"Abiquiu" is the eleventh episode of the third season of the American television drama series Breaking Bad, and the 31st overall episode of the series. It was written by John Shiban and Thomas Schnauz and directed by Michelle MacLaren.  The title refers to Abiquiú, New Mexico, where Georgia O'Keeffe had a home and studio.

Plot 
In a flashback, Jesse Pinkman and Jane Margolis visit the Georgia O'Keeffe Museum and view her painting My Last Door. The two debate the meaning of the painting before Jane concludes that O'Keeffe was simply trying to make a good feeling last.

In the present, Hank Schrader is frustrated with his physical therapy. Marie gives Skyler White the therapy bill to pay as they previously discussed. Walter White attempts to pay with his drug money, but Skyler insists the source must be "unimpeachable." Walt takes her to meet Saul Goodman, who laundered his money in the past. Skyler is put off by his flippant personality and his scheme to buy a laser tag facility. Instead, she suggests a more believable business investment: the car wash where Walt previously worked. Saul objects, as the owner of the laser tag facility would ask no questions about the deal, while the car wash owner, Bogdan Wolynetz, is an unknown factor.

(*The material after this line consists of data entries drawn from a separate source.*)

mod cli;
mod client;
mod config;
mod error;
mod gateway;
mod mm;
mod price;
mod units;

use clap::Parser;
use cli::{CancelArgs, Command};
use config::FileConfig;
use error::MmError;
use gateway::ExchangeGateway;
use mm::bot::MarketMaker;
use mm::draws::RngDraws;
use price::XtClient;
use rand::rngs::StdRng;
use rand::SeedableRng;
use tokio_util::sync::CancellationToken;
use tracing::info;

#[tokio::main]
async fn main() {
    let cli = cli::Cli::parse();

    // Initialize tracing
    let filter = cli
        .log_level
        .parse::<tracing_subscriber::filter::LevelFilter>()
        .unwrap_or(tracing_subscriber::filter::LevelFilter::INFO);

    tracing_subscriber::fmt()
        .with_max_level(filter)
        .with_target(false)
        .with_writer(std::io::stderr)
        .init();

    let _ = dotenvy::dotenv(); // load .env if present

    let result = match FileConfig::load(&cli.config) {
        Ok(file) => match cli.command {
            Command::MarketMaker(args) => run_market_maker(&file, &args.pair).await,
            Command::Ticker(args) => print_ticker(&file, &args.pair).await,
            Command::Balance => print_balance(&file).await,
            Command::Cancel(args) => cancel_one(&file, args).await,
        },
        Err(e) => Err(e),
    };

    if let Err(e) = result {
        tracing::error!(error = %e, "fatal error");
        std::process::exit(1);
    }
}

fn xt_client(file: &FileConfig) -> Result<XtClient, MmError> {
    let access_key = std::env::var("XT_ACCESS_KEY")
        .ok()
        .or_else(|| file.xt.access_key.clone());
    let secret_key = std::env::var("XT_SECRET_KEY")
        .ok()
        .or_else(|| file.xt.secret_key.clone());
    XtClient::new(&file.xt.url, access_key, secret_key)
}

async fn run_market_maker(file: &FileConfig, pair: &str) -> Result<(), MmError> {
    let config = file.market_maker_config(pair, std::env::var("PRIVATE_KEY").ok())?;

    let relayer = client::create_relayer_client(&file.relayer_url, &config.private_key).await?;
    client::verify_pair(&relayer, &config).await?;

    let draws = Box::new(RngDraws(StdRng::from_entropy()));
    let mut bot = MarketMaker::start(config, relayer, xt_client(file)?, draws).await?;

    // Shared cancellation token + signal handlers.
    let cancel = setup_signal_handlers();
    bot.run(cancel).await;
    Ok(())
}

async fn print_ticker(file: &FileConfig, pair: &str) -> Result<(), MmError> {
    let symbol = file
        .pairs
        .get(pair)
        .and_then(|p| p.ticker_symbol.clone())
        .unwrap_or_else(|| mm::config::derive_ticker_symbol(pair));
    let price = xt_client(file)?.get_latest_price(&symbol).await?;
    println!("{symbol}\t{price}");
    Ok(())
}

async fn print_balance(file: &FileConfig) -> Result<(), MmError> {
    let balances = xt_client(file)?.get_balance().await?;
    for (asset, balance) in &balances {
        println!("{asset}\t{}\t{}", balance.available, balance.freeze);
    }
    Ok(())
}

async fn cancel_one(file: &FileConfig, args: CancelArgs) -> Result<(), MmError> {
    let config = file.market_maker_config(&args.pair, std::env::var("PRIVATE_KEY").ok())?;
    let relayer = client::create_relayer_client(&file.relayer_url, &config.private_key).await?;
    ExchangeGateway::cancel_order(&relayer, &args.hash, args.nonce).await?;
    info!(pair = %config.pair, hash = %args.hash, nonce = args.nonce, "CANCEL");
    Ok(())
}

/// Register SIGINT and SIGTERM handlers that trigger the returned token.
fn setup_signal_handlers() -> CancellationToken {
    let cancel = CancellationToken::new();

    let cancel_clone = cancel.clone();
    tokio::spawn(async move {
        let _ = tokio::signal::ctrl_c().await;
        info!("received SIGINT, shutting down");
        cancel_clone.cancel();
    });

    #[cfg(unix)]
    {
        let cancel_clone = cancel.clone();
        tokio::spawn(async move {
            let mut sig = tokio::signal::unix::signal(tokio::signal::unix::SignalKind::terminate())
                .expect("failed to register SIGTERM handler");
            sig.recv().await;
            info!("received SIGTERM, shutting down");
            cancel_clone.cancel();
        });
    }

    cancel
}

Skyler offers to help launder the money by managing the car wash. Walt worries that this would make her liable for his actions, but she reveals she never filed the divorce papers, and if married, cannot be made to testify against him.

Meanwhile, Walt warns Jesse about skimming some of their meth product, which he continues to deny doing. Jesse takes what he has stolen to a Narcotics Anonymous meeting to give to Badger Mayhew and Skinny Pete to help peddle. The two say they cannot bring themselves to sell meth to recovering addicts, so Jesse shows them how easy it is by striking up a conversation with Andrea Cantillo, a newcomer to the meetings. He soon becomes attached to Andrea while surreptitiously attempting to sell her drugs. Andrea invites him to her home, where Jesse discovers she has a son, Brock. From him, Jesse learns that she has a younger brother named Tomás, although she initially refuses to talk about him. Later, Andrea suggests they use methamphetamine, but Jesse declines now that he knows she has a child, and the two argue. Andrea insists she wants to avoid having Brock suffer from the same fate as Tomás, who, as part of an initiation to a local drug gang, shot a rival dealer at a street corner. Jesse recognizes that the murder was that of Combo a few months prior.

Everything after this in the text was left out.